### Activity
For this exercise, restate the records word for word.

[[ Extracted entries open ]]

//! Signatures attached to a frozen body.
//!
//! Each (chunk, node) body carries its own [`SignatureSet`]: signatures keyed
//! by the public key that produced them. Signing the same body twice with the
//! same key replaces the old entry, so accumulation is idempotent.
//!
//! On the wire the set becomes a `SignatureMap`. The key prefix is the full
//! raw public key, which is always unambiguous.

use std::collections::BTreeMap;

use prost::Message;

use crate::crypto::{KeyAlgorithm, PrivateKey, PublicKey, Signature};
use crate::error::{Error, Result};
use crate::proto::services;
use crate::proto::services::signature_pair;

#[derive(Debug, Clone, Default, PartialEq, Eq)]
pub struct SignatureSet(BTreeMap<PublicKey, Signature>);

impl SignatureSet {
    /// Signs `body_bytes` with `key`, replacing any earlier signature by it.
    pub(crate) fn sign(&mut self, key: &PrivateKey, body_bytes: &[u8]) {
        self.0.insert(key.public_key(), key.sign(body_bytes));
    }

    /// Adds a signature produced elsewhere after checking it covers
    /// `body_bytes`.
    pub(crate) fn insert_verified(
        &mut self,
        public_key: PublicKey,
        signature: Signature,
        body_bytes: &[u8],
    ) -> Result<()> {
        public_key.verify(body_bytes, &signature)?;
        self.0.insert(public_key, signature);
        Ok(())
    }

    pub fn get(&self, public_key: &PublicKey) -> Option<&Signature> {
        self.0.get(public_key)
    }

    pub fn public_keys(&self) -> impl Iterator<Item = &PublicKey> {
        self.0.keys()
    }

    pub fn len(&self) -> usize {
        self.0.len()
    }

    pub fn is_empty(&self) -> bool {
        self.0.is_empty()
    }

    pub(crate) fn to_protobuf(&self) -> services::SignatureMap {
        let sig_pair = self
            .0
            .iter()
            .map(|(key, signature)| services::SignaturePair {
                pub_key_prefix: key.to_bytes_raw(),
                signature: Some(match signature {
                    Signature::Ed25519(bytes) => signature_pair::Signature::Ed25519(bytes.to_vec()),
                    Signature::EcdsaSecp256k1(bytes) => {
                        signature_pair::Signature::EcdsaSecp256k1(bytes.to_vec())
                    }
                }),
            })
            .collect();
        services::SignatureMap { sig_pair }
    }

    pub(crate) fn from_protobuf(pb: services::SignatureMap) -> Result<Self> {
        let mut set = BTreeMap::new();
        for pair in pb.sig_pair {
            let (key, signature) = match pair.signature {
                Some(signature_pair::Signature::Ed25519(sig)) => (
                    PublicKey::from_bytes_ed25519(&pair.pub_key_prefix),
                    Signature::from_bytes(KeyAlgorithm::Ed25519, &sig)?,
                ),
                Some(signature_pair::Signature::EcdsaSecp256k1(sig)) => (
                    PublicKey::from_bytes_ecdsa(&pair.pub_key_prefix),
                    Signature::from_bytes(KeyAlgorithm::EcdsaSecp256k1, &sig)?,
                ),
                None => return Err(Error::decode("signature pair without a signature")),
            };
            let key =
                key.map_err(|_| Error::decode("signature pair prefix is not a full public key"))?;
            set.insert(key, signature);
        }
        Ok(Self(set))
    }
}

/// One body addressed to one node, with its signatures.
#[derive(Debug, Clone, PartialEq, Eq)]
pub(crate) struct SignedBody {
    pub body_bytes: Vec<u8>,
    pub signatures: SignatureSet,
}

impl SignedBody {
    pub fn new(body_bytes: Vec<u8>) -> Self {
        Self {
            body_bytes,
            signatures: SignatureSet::default(),
        }
    }

    /// `SignedTransaction` bytes: what the transaction hash is taken over.
    pub fn signed_transaction_bytes(&self) -> Vec<u8> {
        services::SignedTransaction {
            body_bytes: self.body_bytes.clone(),
            sig_map: Some(self.signatures.to_protobuf()),
        }
        .encode_to_vec()
    }

    pub fn to_protobuf(&self) -> services::Transaction {
        services::Transaction {
            signed_transaction_bytes: self.signed_transaction_bytes(),
        }
    }

    pub fn from_protobuf(pb: services::Transaction) -> Result<Self> {
        let signed = services::SignedTransaction::decode(pb.signed_transaction_bytes.as_slice())?;
        Ok(Self {
            body_bytes: signed.body_bytes,
            signatures: SignatureSet::from_protobuf(signed.sig_map.unwrap_or_default())?,
        })
    }

    /// Checks every signature against the body bytes.
    pub fn verify(&self) -> Result<()> {
        for (key, signature) in &self.signatures.0 {
            key.verify(&self.body_bytes, signature)?;
        }
        Ok(())
    }
}

#[cfg(test)]
mod tests {
    use super::*;

    #[test]
    fn resigning_with_the_same_key_replaces() {
        let key = PrivateKey::generate_ed25519();
        let mut set = SignatureSet::default();
        set.sign(&key, b"body");
        set.sign(&key, b"body");
        assert_eq!(set.len(), 1);
    }

    #[test]
    fn signatures_survive_the_wire_for_both_curves() {
        let mut body = SignedBody::new(b"frozen body".to_vec());
        body.signatures.sign(&PrivateKey::generate_ed25519(), &body.body_bytes);
        body.signatures.sign(&PrivateKey::generate_ecdsa(), &body.body_bytes);

        let restored = SignedBody::from_protobuf(body.to_protobuf()).unwrap();
        assert_eq!(restored, body);
        restored.verify().unwrap();
    }

    #[test]
    fn foreign_signature_must_cover_the_body() {
        let key = PrivateKey::generate_ecdsa();
        let mut set = SignatureSet::default();
        let wrong = key.sign(b"other bytes");
        assert!(matches!(
            set.insert_verified(key.public_key(), wrong, b"body"),
            Err(Error::Signature(_))
        ));
        set.insert_verified(key.public_key(), key.sign(b"body"), b"body").unwrap();
        assert!(set.get(&key.public_key()).is_some());
    }

    #[test]
    fn truncated_prefix_does_not_decode() {
        let map = services::SignatureMap {
            sig_pair: vec![services::SignaturePair {
                pub_key_prefix: vec![1, 2, 3],
                signature: Some(signature_pair::Signature::Ed25519(vec![0; 64])),
            }],
        };
        assert!(matches!(SignatureSet::from_protobuf(map), Err(Error::Decode(_))));
    }
}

[[ Extracted entries closed ]]

### Exercise response
//! Signatures attached to a frozen body.
//!
//! Each (chunk, node) body carries its own [`SignatureSet`]: signatures keyed
//! by the public key that produced them. Signing the same body twice with the
//! same key replaces the old entry, so accumulation is idempotent.
//!
//! On the wire the set becomes a `SignatureMap`. The key prefix is the full
//! raw public key, which is always unambiguous.

use std::collections::BTreeMap;

use prost::Message;

use crate::crypto::{KeyAlgorithm, PrivateKey, PublicKey, Signature};
use crate::error::{Error, Result};
use crate::proto::services;
use crate::proto::services::signature_pair;

#[derive(Debug, Clone, Default, PartialEq, Eq)]
pub struct SignatureSet(BTreeMap<PublicKey, Signature>);

impl SignatureSet {
    /// Signs `body_bytes` with `key`, replacing any earlier signature by it.
    pub(crate) fn sign(&mut self, key: &PrivateKey, body_bytes: &[u8]) {
        self.0.insert(key.public_key(), key.sign(body_bytes));
    }

    /// Adds a signature produced elsewhere after checking it covers
    /// `body_bytes`.
    pub(crate) fn insert_verified(
        &mut self,
        public_key: PublicKey,
        signature: Signature,
        body_bytes: &[u8],
    ) -> Result<()> {
        public_key.verify(body_bytes, &signature)?;
        self.0.insert(public_key, signature);
        Ok(())
    }

    pub fn get(&self, public_key: &PublicKey) -> Option<&Signature> {
        self.0.get(public_key)
    }

    pub fn public_keys(&self) -> impl Iterator<Item = &PublicKey> {
        self.0.keys()
    }

    pub fn len(&self) -> usize {
        self.0.len()
    }

    pub fn is_empty(&self) -> bool {
        self.0.is_empty()
    }

    pub(crate) fn to_protobuf(&self) -> services::SignatureMap {
        let sig_pair = self
            .0
            .iter()
            .map(|(key, signature)| services::SignaturePair {
                pub_key_prefix: key.to_bytes_raw(),
                signature: Some(match signature {
                    Signature::Ed25519(bytes) => signature_pair::Signature::Ed25519(bytes.to_vec()),
                    Signature::EcdsaSecp256k1(bytes) => {
                        signature_pair::Signature::EcdsaSecp256k1(bytes.to_vec())
                    }
                }),
            })
            .collect();
        services::SignatureMap { sig_pair }
    }

    pub(crate) fn from_protobuf(pb: services::SignatureMap) -> Result<Self> {
        let mut set = BTreeMap::new();
        for pair in pb.sig_pair {
            let (key, signature) = match pair.signature {
                Some(signature_pair::Signature::Ed25519(sig)) => (
                    PublicKey::from_bytes_ed25519(&pair.pub_key_prefix),
                    Signature::from_bytes(KeyAlgorithm::Ed25519, &sig)?,
                ),
                Some(signature_pair::Signature::EcdsaSecp256k1(sig)) => (
                    PublicKey::from_bytes_ecdsa(&pair.pub_key_prefix),
                    Signature::from_bytes(KeyAlgorithm::EcdsaSecp256k1, &sig)?,
                ),
                None => return Err(Error::decode("signature pair without a signature")),
            };
            let key =
                key.map_err(|_| Error::decode("signature pair prefix is not a full public key"))?;
            set.insert(key, signature);
        }
        Ok(Self(set))
    }
}

/// One body addressed to one node, with its signatures.
#[derive(Debug, Clone, PartialEq, Eq)]
pub(crate) struct SignedBody {
    pub body_bytes: Vec<u8>,
    pub signatures: SignatureSet,
}

impl SignedBody {
    pub fn new(body_bytes: Vec<u8>) -> Self {
        Self {
            body_bytes,
            signatures: SignatureSet::default(),
        }
    }

    /// `SignedTransaction` bytes: what the transaction hash is taken over.
    pub fn signed_transaction_bytes(&self) -> Vec<u8> {
        services::SignedTransaction {
            body_bytes: self.body_bytes.clone(),
            sig_map: Some(self.signatures.to_protobuf()),
        }
        .encode_to_vec()
    }

    pub fn to_protobuf(&self) -> services::Transaction {
        services::Transaction {
            signed_transaction_bytes: self.signed_transaction_bytes(),
        }
    }

    pub fn from_protobuf(pb: services::Transaction) -> Result<Self> {
        let signed = services::SignedTransaction::decode(pb.signed_transaction_bytes.as_slice())?;
        Ok(Self {
            body_bytes: signed.body_bytes,
            signatures: SignatureSet::from_protobuf(signed.sig_map.unwrap_or_default())?,
        })
    }

    /// Checks every signature against the body bytes.
    pub fn verify(&self) -> Result<()> {
        for (key, signature) in &self.signatures.0 {
            key.verify(&self.body_bytes, signature)?;
        }
        Ok(())
    }
}

#[cfg(test)]
mod tests {
    use super::*;

    #[test]
    fn resigning_with_the_same_key_replaces() {
        let key = PrivateKey::generate_ed25519();
        let mut set = SignatureSet::default();
        set.sign(&key, b"body");
        set.sign(&key, b"body");
        assert_eq!(set.len(), 1);
    }

    #[test]
    fn signatures_survive_the_wire_for_both_curves() {
        let mut body = SignedBody::new(b"frozen body".to_vec());
        body.signatures.sign(&PrivateKey::generate_ed25519(), &body.body_bytes);
        body.signatures.sign(&PrivateKey::generate_ecdsa(), &body.body_bytes);

        let restored = SignedBody::from_protobuf(body.to_protobuf()).unwrap();
        assert_eq!(restored, body);
        restored.verify().unwrap();
    }

    #[test]
    fn foreign_signature_must_cover_the_body() {
        let key = PrivateKey::generate_ecdsa();
        let mut set = SignatureSet::default();
        let wrong = key.sign(b"other bytes");
        assert!(matches!(
            set.insert_verified(key.public_key(), wrong, b"body"),
            Err(Error::Signature(_))
        ));
        set.insert_verified(key.public_key(), key.sign(b"body"), b"body").unwrap();
        assert!(set.get(&key.public_key()).is_some());
    }

    #[test]
    fn truncated_prefix_does_not_decode() {
        let map = services::SignatureMap {
            sig_pair: vec![services::SignaturePair {
                pub_key_prefix: vec![1, 2, 3],
                signature: Some(signature_pair::Signature::Ed25519(vec![0; 64])),
            }],
        };
        assert!(matches!(SignatureSet::from_protobuf(map), Err(Error::Decode(_))));
    }
}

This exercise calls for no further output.